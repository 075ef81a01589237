//! Entry operations on a single named partition.

use super::connection::CacheDb;
use super::hash::request_key;
use crate::{Error, Request, Response};
use tokio_rusqlite::params;
use tokio_rusqlite::rusqlite::{self, Statement, Transaction};

/// Handle to an open partition.
///
/// Cheap to clone; every operation goes through the shared connection.
#[derive(Clone, Debug)]
pub struct Partition {
    pub(crate) db: CacheDb,
    pub(crate) name: String,
}

/// Row shape shared by every entry write.
struct EntryRow {
    key_hash: String,
    method: String,
    url: String,
    status: u16,
    status_text: String,
    headers_json: String,
    body: Vec<u8>,
}

impl EntryRow {
    fn new(request: &Request, response: &Response) -> Result<Self, Error> {
        if !request.is_get() {
            return Err(Error::InvalidInput(format!("only GET requests are cached, got {}", request.method())));
        }
        let headers_json = serde_json::to_string(&response.headers)
            .map_err(|e| Error::StorageFailure(format!("failed to encode headers: {e}")))?;
        Ok(Self {
            key_hash: request_key(request),
            method: request.method().to_string(),
            url: request.url().to_string(),
            status: response.status,
            status_text: response.status_text.clone(),
            headers_json,
            body: response.body.clone(),
        })
    }
}

impl Partition {
    pub fn name(&self) -> &str {
        &self.name
    }

    /// Stored response for this request, if any.
    ///
    /// Non-GET requests never match.
    pub async fn match_request(&self, request: &Request) -> Result<Option<Response>, Error> {
        if !request.is_get() {
            return Ok(None);
        }
        let name = self.name.clone();
        let key = request_key(request);
        self.db
            .conn
            .call(move |conn| -> Result<Option<Response>, Error> {
                let mut stmt = conn.prepare(
                    "SELECT status, status_text, headers_json, body
                     FROM entries WHERE partition = ?1 AND key_hash = ?2",
                )?;
                let result = stmt.query_row(params![name, key], row_to_response);
                match result {
                    Ok(r) => Ok(Some(r?)),
                    Err(rusqlite::Error::QueryReturnedNoRows) => Ok(None),
                    Err(e) => Err(e.into()),
                }
            })
            .await
            .map_err(Error::from)
    }

    /// Insert or replace the entry for this request.
    ///
    /// Uses UPSERT semantics, so a second put of the same response leaves the
    /// entry unchanged. Fails with `StorageFailure` when the write would
    /// exceed the store quota; storage is left untouched in that case.
    pub async fn put(&self, request: &Request, response: &Response) -> Result<(), Error> {
        let row = EntryRow::new(request, response)?;
        let name = self.name.clone();
        let quota = self.db.quota_bytes;
        self.db
            .conn
            .call(move |conn| -> Result<(), Error> {
                let tx = conn.transaction()?;
                upsert(&tx, &name, &row)?;
                enforce_quota(&tx, quota)?;
                tx.commit()?;
                Ok(())
            })
            .await
            .map_err(Error::from)
            .map_err(as_storage_failure)
    }

    /// Write every entry in one transaction, or none of them.
    pub async fn put_all(&self, entries: &[(Request, Response)]) -> Result<(), Error> {
        let rows = entries
            .iter()
            .map(|(request, response)| EntryRow::new(request, response))
            .collect::<Result<Vec<_>, _>>()?;
        let name = self.name.clone();
        let quota = self.db.quota_bytes;
        self.db
            .conn
            .call(move |conn| -> Result<(), Error> {
                let tx = conn.transaction()?;
                for row in &rows {
                    upsert(&tx, &name, row)?;
                }
                enforce_quota(&tx, quota)?;
                tx.commit()?;
                Ok(())
            })
            .await
            .map_err(Error::from)
            .map_err(as_storage_failure)
    }

    /// Remove the entry for this request.
    ///
    /// Returns false if nothing was stored.
    pub async fn delete(&self, request: &Request) -> Result<bool, Error> {
        let name = self.name.clone();
        let key = request_key(request);
        self.db
            .conn
            .call(move |conn| -> Result<bool, Error> {
                let deleted = conn.execute("DELETE FROM entries WHERE partition = ?1 AND key_hash = ?2", params![
                    name, key
                ])?;
                Ok(deleted > 0)
            })
            .await
            .map_err(Error::from)
    }

    /// URLs stored in this partition, oldest first.
    pub async fn keys(&self) -> Result<Vec<String>, Error> {
        let name = self.name.clone();
        self.db
            .conn
            .call(move |conn| -> Result<Vec<String>, Error> {
                let mut stmt = conn.prepare("SELECT url FROM entries WHERE partition = ?1 ORDER BY rowid ASC")?;
                let urls = stmt
                    .query_map(params![name], |row| row.get::<_, String>(0))?
                    .collect::<Result<Vec<_>, _>>()?;
                Ok(urls)
            })
            .await
            .map_err(Error::from)
    }

    /// Number of entries in this partition.
    pub async fn len(&self) -> Result<usize, Error> {
        let name = self.name.clone();
        self.db
            .conn
            .call(move |conn| -> Result<usize, Error> {
                let count: i64 =
                    conn.query_row("SELECT COUNT(*) FROM entries WHERE partition = ?1", params![name], |row| row.get(0))?;
                Ok(count as usize)
            })
            .await
            .map_err(Error::from)
    }

    pub async fn is_empty(&self) -> Result<bool, Error> {
        Ok(self.len().await? == 0)
    }
}

fn upsert(tx: &Transaction<'_>, partition: &str, row: &EntryRow) -> Result<(), Error> {
    let now = chrono::Utc::now().to_rfc3339();
    tx.execute(
        "INSERT OR IGNORE INTO partitions (name, created_at) VALUES (?1, ?2)",
        params![partition, now],
    )?;
    tx.execute(
        "INSERT INTO entries (
            partition, key_hash, method, url, status, status_text,
            headers_json, body, body_size, stored_at
        ) VALUES (?1, ?2, ?3, ?4, ?5, ?6, ?7, ?8, ?9, ?10)
        ON CONFLICT(partition, key_hash) DO UPDATE SET
            method = excluded.method,
            url = excluded.url,
            status = excluded.status,
            status_text = excluded.status_text,
            headers_json = excluded.headers_json,
            body = excluded.body,
            body_size = excluded.body_size,
            stored_at = excluded.stored_at",
        params![
            partition,
            &row.key_hash,
            &row.method,
            &row.url,
            row.status as i64,
            &row.status_text,
            &row.headers_json,
            &row.body,
            row.body.len() as i64,
            now,
        ],
    )?;
    Ok(())
}

fn enforce_quota(tx: &Transaction<'_>, quota: Option<u64>) -> Result<(), Error> {
    let Some(quota) = quota else {
        return Ok(());
    };
    let used: i64 = tx.query_row("SELECT COALESCE(SUM(body_size), 0) FROM entries", [], |row| row.get(0))?;
    if used as u64 > quota {
        return Err(Error::StorageFailure(format!("quota exceeded: {used} bytes stored, quota is {quota}")));
    }
    Ok(())
}

/// Any failure while writing is reported as a storage failure.
fn as_storage_failure(err: Error) -> Error {
    match err {
        Error::Database(e) => Error::StorageFailure(e.to_string()),
        other => other,
    }
}

fn row_to_response(row: &rusqlite::Row<'_>) -> rusqlite::Result<Result<Response, Error>> {
    let status: i64 = row.get(0)?;
    let status_text: String = row.get(1)?;
    let headers_json: String = row.get(2)?;
    let body: Vec<u8> = row.get(3)?;
    Ok(serde_json::from_str(&headers_json)
        .map(|headers| Response { status: status as u16, status_text, headers, body })
        .map_err(|e| Error::StorageFailure(format!("corrupt headers in cache entry: {e}"))))
}

/// Run a single-row entry lookup prepared by the caller, bound to `key`.
pub(crate) fn read_entry(stmt: &mut Statement<'_>, key: &str) -> Result<Option<Response>, Error> {
    match stmt.query_row(params![key], row_to_response) {
        Ok(r) => Ok(Some(r?)),
        Err(rusqlite::Error::QueryReturnedNoRows) => Ok(None),
        Err(e) => Err(e.into()),
    }
}
//! Subcommand handlers. Each returns the JSON document printed on stdout.

use anyhow::{Result, anyhow, bail};
use ruralcare_core::RequestMode;
use ruralcare_worker::{Origin, Worker, WorkerEvent, WorkerOutcome};
use serde::Serialize;
use serde_json::{Value, json};

use crate::cli::{CachesArgs, FetchArgs, SyncArgs};

fn to_value<T: Serialize>(value: &T) -> Result<Value> {
    Ok(serde_json::to_value(value)?)
}

fn unexpected(outcome: &WorkerOutcome) -> anyhow::Error {
    anyhow!("unexpected worker outcome: {outcome:?}")
}

pub async fn install(worker: &Worker) -> Result<Value> {
    match worker.dispatch(WorkerEvent::Install).await? {
        WorkerOutcome::Installed(report) => to_value(&report),
        other => Err(unexpected(&other)),
    }
}

/// A fresh process starts out installing, so activation installs first.
pub async fn activate(worker: &Worker) -> Result<Value> {
    let installed = install(worker).await?;
    match worker.dispatch(WorkerEvent::Activate).await? {
        WorkerOutcome::Activated(report) => Ok(json!({ "install": installed, "activate": to_value(&report)? })),
        other => Err(unexpected(&other)),
    }
}

pub async fn fetch(worker: &Worker, args: &FetchArgs) -> Result<Value> {
    let mode = if args.navigate { RequestMode::Navigate } else { RequestMode::Subresource };
    let request = worker.request("GET", &args.url, mode)?;

    let (source, response) = match worker.dispatch(WorkerEvent::Fetch(request.clone())).await? {
        WorkerOutcome::Served(served) => (Some(served.source), served.response),
        WorkerOutcome::Passthrough => (None, worker.origin().fetch(&request).await?),
        other => return Err(unexpected(&other)),
    };

    Ok(json!({
        "url": request.url().as_str(),
        "source": source,
        "status": response.status,
        "content_type": response.content_type(),
        "body": response.text(),
    }))
}

pub async fn sync(worker: &Worker, args: &SyncArgs) -> Result<Value> {
    let tag = args.tag.clone();
    let event = if args.periodic { WorkerEvent::PeriodicSync { tag } } else { WorkerEvent::Sync { tag } };
    match worker.dispatch(event).await? {
        WorkerOutcome::Synced(report) => to_value(&report),
        WorkerOutcome::Ignored => bail!("tag {:?} does not trigger a sync", args.tag),
        other => Err(unexpected(&other)),
    }
}

pub async fn caches(worker: &Worker, args: &CachesArgs) -> Result<Value> {
    let db = worker.db();
    let current = worker.lifecycle().names().current();

    let mut partitions = Vec::new();
    for name in db.keys().await? {
        let partition = db.open_partition(&name).await?;
        let mut entry = json!({
            "name": name,
            "current": current.contains(&name),
            "len": partition.len().await?,
        });
        if args.entries {
            entry["urls"] = to_value(&partition.keys().await?)?;
        }
        partitions.push(entry);
    }

    Ok(json!({ "partitions": partitions, "stored_bytes": db.stored_bytes().await? }))
}
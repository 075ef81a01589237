//! MCP tool implementations.
//!
//! One module per worker event family, plus cache inspection.

pub mod cache;
pub mod fetch;
pub mod lifecycle;
pub mod message;
pub mod push;
pub mod sync;

use rmcp::{
    ErrorData as McpError,
    model::{CallToolResult, Content},
};
use ruralcare_core::Error;
use serde::Serialize;

/// Pretty JSON text result.
pub(crate) fn json_result<T: Serialize>(output: &T) -> Result<CallToolResult, McpError> {
    let json = serde_json::to_string_pretty(output)
        .map_err(|e| Error::InvalidInput(format!("Failed to serialize output: {e}")))?;
    Ok(CallToolResult::success(vec![Content::text(json)]))
}

#[cfg(test)]
use {
    ruralcare_core::{AppConfig, CacheDb, Response},
    ruralcare_worker::{MemoryOrigin, Worker},
    std::sync::Arc,
};

/// Worker over an in-memory database with a three-entry manifest.
#[cfg(test)]
pub(crate) async fn test_worker(origin: Arc<MemoryOrigin>) -> Arc<Worker> {
    let config = AppConfig {
        static_manifest: vec!["/".into(), "/index.html".into(), "/styles.css".into()],
        ..Default::default()
    };
    let db = CacheDb::open_in_memory().await.unwrap();
    Arc::new(Worker::new(&config, db, origin).unwrap())
}

/// Origin serving the test manifest.
#[cfg(test)]
pub(crate) fn test_origin() -> Arc<MemoryOrigin> {
    Arc::new(
        MemoryOrigin::new()
            .with_route("http://localhost:8080/", Response::new(200, "OK", "<html>root</html>"))
            .with_route("http://localhost:8080/index.html", Response::new(200, "OK", "<html>index</html>"))
            .with_route("http://localhost:8080/styles.css", Response::new(200, "OK", "body{}")),
    )
}

/// Parsed JSON of the first text content block.
#[cfg(test)]
pub(crate) fn output_json(result: &CallToolResult) -> serde_json::Value {
    let content = serde_json::to_value(&result.content[0]).unwrap();
    let text = content
        .get("text")
        .and_then(|v| v.as_str())
        .expect("Expected text field in content");
    serde_json::from_str(text).unwrap()
}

◇ ◇ ◇ ◇ ◇

WHAT THIS TASK INVOLVES:
When a line of the material holds the string "collect", copy that line.

ANSWER SECTION:
            .collect::<Result<Vec<_>, _>>()?;
                    .collect::<Result<Vec<_>, _>>()?;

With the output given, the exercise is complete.